[Data Boundary: Start]

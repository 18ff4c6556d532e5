//! Weibo OAuth2 Client
//!
//! An async client for the Sina Weibo authorization-code flow: authorize-URL
//! construction, code-for-token exchange, token refresh, token introspection,
//! and user-profile fetch with transparent refresh of expired tokens.
//!
//! Token persistence is pluggable: implement [`TokenStore`] over your database
//! or cache and pass it at construction. The bundled in-memory store is for
//! development and tests only.
//!
//! # Example
//!
//! ```no_run
//! use weibo_oauth::{AuthorizeOptions, Config, OAuthClient};
//!
//! #[tokio::main]
//! async fn main() -> anyhow::Result<()> {
//!     let config = Config::from_env()?;
//!     let client = OAuthClient::new(config)?;
//!
//!     // Send the user here to authorize:
//!     let url = client.authorize_url("https://example.com/callback", &AuthorizeOptions::default());
//!     println!("{url}");
//!
//!     // Back on the callback, exchange the code and fetch the profile:
//!     let profile = client.get_user_by_code("CODE_FROM_CALLBACK").await?;
//!     println!("hello {}", profile.screen_name);
//!     Ok(())
//! }
//! ```

pub mod client;
pub mod config;
pub mod error;
pub mod models;
pub mod store;
pub mod token;

pub use client::{AuthorizeOptions, OAuthClient, UserQuery};
pub use config::Config;
pub use error::{OAuthError, OAuthResult, StoreError};
pub use models::{TokenInfo, UserProfile};
pub use store::{MemoryStore, TokenStore};
pub use token::{AccessToken, TokenData};
//! Token persistence seam.
//!
//! The client never owns durable token state; it reads and writes through a
//! [`TokenStore`] supplied at construction. The bundled [`MemoryStore`] is a
//! process-local map meant for development and tests only - it has no
//! cross-process visibility and loses everything on restart.

use std::collections::HashMap;
use std::sync::Arc;

use async_trait::async_trait;
use tokio::sync::RwLock;

use crate::error::StoreError;
use crate::token::TokenData;

/// Durable storage for token records, keyed by uid.
///
/// Implementations decide atomicity and locking; the client issues at most one
/// `save` per successful exchange or refresh and does not serialize concurrent
/// calls for the same uid.
#[async_trait]
pub trait TokenStore: Send + Sync {
    /// Look up the stored token for a uid, if any.
    async fn get(&self, uid: &str) -> Result<Option<TokenData>, StoreError>;

    /// Persist a token record for a uid, replacing any previous one.
    async fn save(&self, uid: &str, token: &TokenData) -> Result<(), StoreError>;
}

/// In-memory token store.
///
/// Unsuitable for multi-instance deployments: state is local to this process.
/// The client logs a warning when this default is used in a production-like
/// environment.
#[derive(Clone, Default)]
pub struct MemoryStore {
    tokens: Arc<RwLock<HashMap<String, TokenData>>>,
}

impl MemoryStore {
    #[must_use]
    pub fn new() -> Self {
        Self::default()
    }
}

#[async_trait]
impl TokenStore for MemoryStore {
    async fn get(&self, uid: &str) -> Result<Option<TokenData>, StoreError> {
        Ok(self.tokens.read().await.get(uid).cloned())
    }

    async fn save(&self, uid: &str, token: &TokenData) -> Result<(), StoreError> {
        self.tokens.write().await.insert(uid.to_owned(), token.clone());
        Ok(())
    }
}

impl std::fmt::Debug for MemoryStore {
    fn fmt(&self, f: &mut std::fmt::Formatter<'_>) -> std::fmt::Result {
        f.debug_struct("MemoryStore").finish()
    }
}
//! Property-based tests for authorize-URL construction.

use std::collections::HashMap;

use proptest::prelude::*;
use url::Url;

use weibo_oauth::{AuthorizeOptions, Config, OAuthClient};

fn test_client() -> OAuthClient {
    OAuthClient::new(Config::for_testing("http://mock.localhost")).unwrap()
}

fn query_map(url: &Url) -> HashMap<String, String> {
    url.query_pairs().map(|(k, v)| (k.into_owned(), v.into_owned())).collect()
}

proptest! {
    /// Every generated authorize URL parses and round-trips its inputs.
    #[test]
    fn authorize_url_roundtrips_inputs(
        redirect in "https://[a-z]{1,10}\\.example\\.com/[a-z0-9/]{0,20}",
        state in proptest::option::of("[A-Za-z0-9_-]{1,32}"),
        scope in proptest::option::of("[a-z_]{1,20}"),
        display in proptest::option::of("(default|mobile|wap|client)"),
        language in proptest::option::of("(zh_CN|zh_TW|en)"),
    ) {
        let client = test_client();
        let opts = AuthorizeOptions {
            state: state.clone(),
            scope: scope.clone(),
            display: display.clone(),
            language: language.clone(),
        };

        let raw = client.authorize_url(&redirect, &opts);
        let url = Url::parse(&raw).expect("authorize URL parses");
        let params = query_map(&url);

        prop_assert_eq!(url.fragment(), Some("weibo_redirect"));
        prop_assert_eq!(url.path(), "/oauth2/authorize");

        prop_assert_eq!(params.get("client_id").map(String::as_str), Some("test-client-id"));
        prop_assert_eq!(params.get("redirect_uri").map(String::as_str), Some(redirect.as_str()));
        prop_assert_eq!(params.get("response_type").map(String::as_str), Some("code"));

        // Defaults apply exactly when the option is omitted.
        prop_assert_eq!(
            params.get("scope").cloned(),
            Some(scope.unwrap_or_else(|| "users_show".to_owned()))
        );
        prop_assert_eq!(
            params.get("state").cloned(),
            Some(state.unwrap_or_default())
        );
        prop_assert_eq!(
            params.get("display").cloned(),
            Some(display.unwrap_or_else(|| "default".to_owned()))
        );
        prop_assert_eq!(params.get("language").cloned(), language);
    }

    /// The website-flow URL differs from the standard one only in its host.
    #[test]
    fn website_url_matches_api_url_except_host(
        redirect in "https://[a-z]{1,10}\\.example\\.com",
        state in "[A-Za-z0-9]{1,16}",
    ) {
        let client = test_client();
        let opts = AuthorizeOptions::with_state(state);

        let api = Url::parse(&client.authorize_url(&redirect, &opts)).unwrap();
        let site = Url::parse(&client.authorize_url_for_website(&redirect, &opts)).unwrap();

        prop_assert_eq!(api.path(), site.path());
        prop_assert_eq!(api.query(), site.query());
        prop_assert_eq!(api.fragment(), site.fragment());
    }
}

[Data Boundary: End]

Output exactly one stretch of the listing: from the line containing "use async_trait::async_trait;" through the line containing "to this process.", both end lines included.

§ Result of this exercise
use async_trait::async_trait;
use tokio::sync::RwLock;

use crate::error::StoreError;
use crate::token::TokenData;

/// Durable storage for token records, keyed by uid.
///
/// Implementations decide atomicity and locking; the client issues at most one
/// `save` per successful exchange or refresh and does not serialize concurrent
/// calls for the same uid.
#[async_trait]
pub trait TokenStore: Send + Sync {
    /// Look up the stored token for a uid, if any.
    async fn get(&self, uid: &str) -> Result<Option<TokenData>, StoreError>;

    /// Persist a token record for a uid, replacing any previous one.
    async fn save(&self, uid: &str, token: &TokenData) -> Result<(), StoreError>;
}

/// In-memory token store.
///
/// Unsuitable for multi-instance deployments: state is local to this process.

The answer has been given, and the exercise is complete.